== AIM OF THE TASK ==
Read the records below and copy each line that contains "Ordering".

___ DATA SUPPLIED

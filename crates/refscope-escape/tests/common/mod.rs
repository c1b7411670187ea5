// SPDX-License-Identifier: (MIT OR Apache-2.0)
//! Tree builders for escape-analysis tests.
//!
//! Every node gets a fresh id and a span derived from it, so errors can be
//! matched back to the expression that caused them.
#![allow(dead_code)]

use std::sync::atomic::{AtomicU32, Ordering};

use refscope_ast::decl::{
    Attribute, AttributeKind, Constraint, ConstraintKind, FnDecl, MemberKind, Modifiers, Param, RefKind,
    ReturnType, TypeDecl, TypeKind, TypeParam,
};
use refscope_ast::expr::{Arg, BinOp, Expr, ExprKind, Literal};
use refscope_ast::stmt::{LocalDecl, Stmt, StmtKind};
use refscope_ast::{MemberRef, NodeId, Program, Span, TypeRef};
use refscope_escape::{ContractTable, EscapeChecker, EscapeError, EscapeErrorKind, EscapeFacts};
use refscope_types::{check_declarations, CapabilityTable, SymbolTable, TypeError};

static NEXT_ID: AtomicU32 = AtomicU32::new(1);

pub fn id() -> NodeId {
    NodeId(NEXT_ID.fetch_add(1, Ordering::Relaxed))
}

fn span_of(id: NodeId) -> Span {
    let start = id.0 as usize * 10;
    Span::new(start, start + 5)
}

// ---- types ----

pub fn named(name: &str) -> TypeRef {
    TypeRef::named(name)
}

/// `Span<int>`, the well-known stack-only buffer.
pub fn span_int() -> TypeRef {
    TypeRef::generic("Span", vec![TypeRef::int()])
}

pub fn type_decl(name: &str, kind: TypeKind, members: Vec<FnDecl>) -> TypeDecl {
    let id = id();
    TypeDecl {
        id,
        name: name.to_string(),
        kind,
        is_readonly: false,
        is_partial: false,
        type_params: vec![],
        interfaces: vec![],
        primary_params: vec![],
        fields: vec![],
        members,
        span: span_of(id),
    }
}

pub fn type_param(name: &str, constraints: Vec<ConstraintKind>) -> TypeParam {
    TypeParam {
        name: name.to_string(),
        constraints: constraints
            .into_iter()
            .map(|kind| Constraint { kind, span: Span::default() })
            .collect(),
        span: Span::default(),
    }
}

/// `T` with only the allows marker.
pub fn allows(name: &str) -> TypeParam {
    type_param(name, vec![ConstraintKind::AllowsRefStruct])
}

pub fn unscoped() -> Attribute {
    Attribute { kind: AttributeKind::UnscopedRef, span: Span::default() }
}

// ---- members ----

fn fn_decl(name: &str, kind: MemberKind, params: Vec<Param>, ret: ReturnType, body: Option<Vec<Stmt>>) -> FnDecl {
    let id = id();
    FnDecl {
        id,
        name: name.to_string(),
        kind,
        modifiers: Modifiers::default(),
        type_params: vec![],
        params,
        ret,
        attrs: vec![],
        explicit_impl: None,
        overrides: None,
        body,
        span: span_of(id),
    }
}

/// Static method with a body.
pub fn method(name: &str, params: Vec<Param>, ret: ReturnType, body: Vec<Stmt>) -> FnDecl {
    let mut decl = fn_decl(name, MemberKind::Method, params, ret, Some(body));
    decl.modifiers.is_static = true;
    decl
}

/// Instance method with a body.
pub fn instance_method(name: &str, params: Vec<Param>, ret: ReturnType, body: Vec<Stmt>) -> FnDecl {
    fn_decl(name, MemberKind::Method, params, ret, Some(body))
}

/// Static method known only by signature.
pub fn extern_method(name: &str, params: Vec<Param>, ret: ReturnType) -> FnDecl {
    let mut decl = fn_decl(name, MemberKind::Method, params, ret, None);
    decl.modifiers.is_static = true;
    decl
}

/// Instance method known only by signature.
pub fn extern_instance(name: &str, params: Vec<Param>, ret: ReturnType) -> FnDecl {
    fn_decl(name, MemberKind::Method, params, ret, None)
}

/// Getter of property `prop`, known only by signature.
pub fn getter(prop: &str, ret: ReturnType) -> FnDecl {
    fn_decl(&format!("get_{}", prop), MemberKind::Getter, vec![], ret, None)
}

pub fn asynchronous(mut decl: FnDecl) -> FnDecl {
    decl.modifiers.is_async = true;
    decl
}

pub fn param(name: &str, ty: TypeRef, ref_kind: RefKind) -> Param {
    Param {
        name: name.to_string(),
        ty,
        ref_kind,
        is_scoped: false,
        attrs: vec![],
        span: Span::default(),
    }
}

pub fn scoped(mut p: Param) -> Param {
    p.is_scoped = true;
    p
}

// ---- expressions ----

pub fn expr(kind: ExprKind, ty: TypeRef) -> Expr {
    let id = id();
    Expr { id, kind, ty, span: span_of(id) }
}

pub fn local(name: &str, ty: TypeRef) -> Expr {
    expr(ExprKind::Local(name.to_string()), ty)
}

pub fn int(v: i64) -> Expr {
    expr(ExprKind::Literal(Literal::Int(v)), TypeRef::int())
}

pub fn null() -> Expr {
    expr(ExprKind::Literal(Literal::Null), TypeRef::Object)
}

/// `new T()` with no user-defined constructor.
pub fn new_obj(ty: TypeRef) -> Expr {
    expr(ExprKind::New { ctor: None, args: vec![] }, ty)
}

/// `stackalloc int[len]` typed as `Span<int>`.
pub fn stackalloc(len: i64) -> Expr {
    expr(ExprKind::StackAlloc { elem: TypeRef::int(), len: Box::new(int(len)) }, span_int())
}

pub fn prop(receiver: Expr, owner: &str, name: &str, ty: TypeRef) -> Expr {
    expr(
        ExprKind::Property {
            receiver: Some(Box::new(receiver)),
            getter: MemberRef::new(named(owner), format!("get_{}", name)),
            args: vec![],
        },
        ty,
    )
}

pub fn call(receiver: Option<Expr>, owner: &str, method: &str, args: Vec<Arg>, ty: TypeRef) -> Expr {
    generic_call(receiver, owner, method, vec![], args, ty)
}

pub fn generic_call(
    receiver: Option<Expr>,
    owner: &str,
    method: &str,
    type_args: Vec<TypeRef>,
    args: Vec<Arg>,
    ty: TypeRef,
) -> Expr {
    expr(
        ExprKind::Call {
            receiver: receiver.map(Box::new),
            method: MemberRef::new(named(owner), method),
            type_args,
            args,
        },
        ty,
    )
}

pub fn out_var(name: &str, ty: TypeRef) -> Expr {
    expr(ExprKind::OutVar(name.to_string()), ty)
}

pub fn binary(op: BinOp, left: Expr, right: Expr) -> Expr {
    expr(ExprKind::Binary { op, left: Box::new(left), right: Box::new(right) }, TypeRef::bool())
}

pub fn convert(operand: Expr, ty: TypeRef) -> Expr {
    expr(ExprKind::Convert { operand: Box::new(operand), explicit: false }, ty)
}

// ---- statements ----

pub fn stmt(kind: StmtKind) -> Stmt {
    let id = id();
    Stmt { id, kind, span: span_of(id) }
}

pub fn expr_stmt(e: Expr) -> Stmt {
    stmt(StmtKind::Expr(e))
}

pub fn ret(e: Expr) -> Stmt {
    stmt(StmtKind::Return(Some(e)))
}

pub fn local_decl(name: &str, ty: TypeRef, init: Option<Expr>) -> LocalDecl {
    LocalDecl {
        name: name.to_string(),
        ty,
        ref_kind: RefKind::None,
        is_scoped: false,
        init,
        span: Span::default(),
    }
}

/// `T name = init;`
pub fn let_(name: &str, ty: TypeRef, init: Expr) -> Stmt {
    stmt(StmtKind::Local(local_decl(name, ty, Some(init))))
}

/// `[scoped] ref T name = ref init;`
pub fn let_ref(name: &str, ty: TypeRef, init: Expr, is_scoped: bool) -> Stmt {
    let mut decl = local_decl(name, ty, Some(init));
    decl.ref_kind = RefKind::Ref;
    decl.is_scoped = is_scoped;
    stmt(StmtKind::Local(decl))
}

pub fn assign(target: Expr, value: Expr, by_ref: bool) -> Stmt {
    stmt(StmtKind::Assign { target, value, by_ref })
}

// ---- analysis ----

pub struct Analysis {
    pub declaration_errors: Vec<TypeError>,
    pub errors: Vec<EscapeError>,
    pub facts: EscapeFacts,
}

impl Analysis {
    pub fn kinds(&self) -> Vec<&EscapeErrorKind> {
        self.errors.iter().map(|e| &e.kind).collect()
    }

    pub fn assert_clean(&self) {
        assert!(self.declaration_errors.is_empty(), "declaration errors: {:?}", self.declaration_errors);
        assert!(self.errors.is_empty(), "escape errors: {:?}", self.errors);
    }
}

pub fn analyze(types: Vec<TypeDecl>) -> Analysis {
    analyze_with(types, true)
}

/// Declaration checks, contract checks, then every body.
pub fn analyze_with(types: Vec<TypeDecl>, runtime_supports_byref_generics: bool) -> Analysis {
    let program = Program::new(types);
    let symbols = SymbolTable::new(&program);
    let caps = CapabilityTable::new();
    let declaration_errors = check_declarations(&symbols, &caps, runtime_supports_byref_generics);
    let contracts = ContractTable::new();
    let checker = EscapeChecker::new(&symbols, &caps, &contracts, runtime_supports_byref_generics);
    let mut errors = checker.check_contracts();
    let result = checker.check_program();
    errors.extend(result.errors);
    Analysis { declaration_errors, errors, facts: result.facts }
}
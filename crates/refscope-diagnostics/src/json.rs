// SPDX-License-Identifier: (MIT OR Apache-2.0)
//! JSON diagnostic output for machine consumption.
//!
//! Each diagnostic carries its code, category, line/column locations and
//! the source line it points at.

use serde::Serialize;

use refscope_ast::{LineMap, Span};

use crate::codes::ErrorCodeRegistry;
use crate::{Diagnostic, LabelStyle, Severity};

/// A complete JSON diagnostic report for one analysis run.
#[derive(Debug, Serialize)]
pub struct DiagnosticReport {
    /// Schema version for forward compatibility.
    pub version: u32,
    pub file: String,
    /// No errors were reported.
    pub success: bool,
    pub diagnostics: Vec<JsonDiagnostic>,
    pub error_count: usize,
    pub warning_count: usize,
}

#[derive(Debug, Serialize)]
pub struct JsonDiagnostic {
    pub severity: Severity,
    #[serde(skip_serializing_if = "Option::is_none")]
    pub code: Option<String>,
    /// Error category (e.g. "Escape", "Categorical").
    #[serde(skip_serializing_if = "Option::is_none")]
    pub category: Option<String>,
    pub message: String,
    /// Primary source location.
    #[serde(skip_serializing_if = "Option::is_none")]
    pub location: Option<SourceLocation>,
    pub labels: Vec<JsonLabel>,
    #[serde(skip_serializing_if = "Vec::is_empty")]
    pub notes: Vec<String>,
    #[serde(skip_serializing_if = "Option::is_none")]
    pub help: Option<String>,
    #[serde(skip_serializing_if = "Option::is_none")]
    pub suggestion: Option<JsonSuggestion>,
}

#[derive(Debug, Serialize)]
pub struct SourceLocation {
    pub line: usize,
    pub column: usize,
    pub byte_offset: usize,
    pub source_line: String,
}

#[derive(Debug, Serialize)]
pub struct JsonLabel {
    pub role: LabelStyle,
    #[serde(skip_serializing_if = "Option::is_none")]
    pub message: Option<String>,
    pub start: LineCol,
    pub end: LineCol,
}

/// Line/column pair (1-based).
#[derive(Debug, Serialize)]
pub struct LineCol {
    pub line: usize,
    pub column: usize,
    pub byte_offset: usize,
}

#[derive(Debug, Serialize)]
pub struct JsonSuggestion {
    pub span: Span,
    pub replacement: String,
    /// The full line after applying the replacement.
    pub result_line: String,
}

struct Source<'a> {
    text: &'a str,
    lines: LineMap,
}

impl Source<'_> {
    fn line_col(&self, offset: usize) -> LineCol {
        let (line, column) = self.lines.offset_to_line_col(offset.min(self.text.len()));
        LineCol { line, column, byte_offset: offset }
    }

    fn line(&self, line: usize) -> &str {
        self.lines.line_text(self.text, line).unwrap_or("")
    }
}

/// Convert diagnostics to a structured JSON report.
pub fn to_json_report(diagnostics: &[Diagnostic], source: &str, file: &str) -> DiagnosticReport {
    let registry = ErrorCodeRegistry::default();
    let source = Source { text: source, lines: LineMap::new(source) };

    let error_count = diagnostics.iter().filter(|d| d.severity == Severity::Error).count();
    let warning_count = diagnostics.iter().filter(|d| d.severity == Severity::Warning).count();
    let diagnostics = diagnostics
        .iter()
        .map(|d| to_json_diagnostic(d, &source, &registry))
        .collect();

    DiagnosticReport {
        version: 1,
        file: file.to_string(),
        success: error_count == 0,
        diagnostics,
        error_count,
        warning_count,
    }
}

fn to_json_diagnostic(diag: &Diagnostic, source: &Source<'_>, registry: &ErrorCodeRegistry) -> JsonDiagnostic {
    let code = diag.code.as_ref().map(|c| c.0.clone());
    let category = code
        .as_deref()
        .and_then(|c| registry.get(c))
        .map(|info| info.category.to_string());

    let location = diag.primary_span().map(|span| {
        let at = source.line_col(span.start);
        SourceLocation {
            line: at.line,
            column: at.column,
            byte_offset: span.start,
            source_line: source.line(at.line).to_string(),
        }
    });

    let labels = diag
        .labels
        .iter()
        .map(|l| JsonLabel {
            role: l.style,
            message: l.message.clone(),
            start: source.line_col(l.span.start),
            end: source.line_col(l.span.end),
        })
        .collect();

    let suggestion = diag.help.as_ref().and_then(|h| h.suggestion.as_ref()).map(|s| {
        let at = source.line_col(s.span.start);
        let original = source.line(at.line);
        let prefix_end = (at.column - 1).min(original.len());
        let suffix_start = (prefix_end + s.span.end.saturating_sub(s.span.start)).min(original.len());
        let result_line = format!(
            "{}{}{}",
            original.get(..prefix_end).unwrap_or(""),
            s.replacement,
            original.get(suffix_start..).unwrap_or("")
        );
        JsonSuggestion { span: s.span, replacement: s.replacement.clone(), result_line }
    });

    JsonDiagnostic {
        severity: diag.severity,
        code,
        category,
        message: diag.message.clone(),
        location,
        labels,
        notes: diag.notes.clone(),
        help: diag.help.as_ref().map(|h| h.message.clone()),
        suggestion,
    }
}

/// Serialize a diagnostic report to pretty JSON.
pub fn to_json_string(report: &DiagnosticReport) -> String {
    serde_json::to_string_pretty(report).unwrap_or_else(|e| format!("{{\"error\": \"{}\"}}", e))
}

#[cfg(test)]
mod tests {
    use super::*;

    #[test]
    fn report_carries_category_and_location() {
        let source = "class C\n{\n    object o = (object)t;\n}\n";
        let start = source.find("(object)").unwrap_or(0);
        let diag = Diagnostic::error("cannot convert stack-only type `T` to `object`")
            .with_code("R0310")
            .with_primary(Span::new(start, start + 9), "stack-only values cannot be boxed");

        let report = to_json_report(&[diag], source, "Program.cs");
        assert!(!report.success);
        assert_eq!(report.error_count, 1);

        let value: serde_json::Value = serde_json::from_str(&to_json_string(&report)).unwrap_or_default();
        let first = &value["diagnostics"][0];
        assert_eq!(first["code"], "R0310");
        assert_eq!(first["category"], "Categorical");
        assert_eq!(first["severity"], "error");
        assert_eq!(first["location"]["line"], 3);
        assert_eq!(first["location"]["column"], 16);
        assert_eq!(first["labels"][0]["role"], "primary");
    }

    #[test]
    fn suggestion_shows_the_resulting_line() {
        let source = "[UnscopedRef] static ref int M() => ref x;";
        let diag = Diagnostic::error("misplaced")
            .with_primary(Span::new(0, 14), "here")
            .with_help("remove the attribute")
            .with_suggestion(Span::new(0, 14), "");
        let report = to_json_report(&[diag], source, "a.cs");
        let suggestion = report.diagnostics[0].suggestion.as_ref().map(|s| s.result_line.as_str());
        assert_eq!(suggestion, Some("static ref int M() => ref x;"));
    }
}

______

== COMPLETED TASK ==
use std::sync::atomic::{AtomicU32, Ordering};
    NodeId(NEXT_ID.fetch_add(1, Ordering::Relaxed))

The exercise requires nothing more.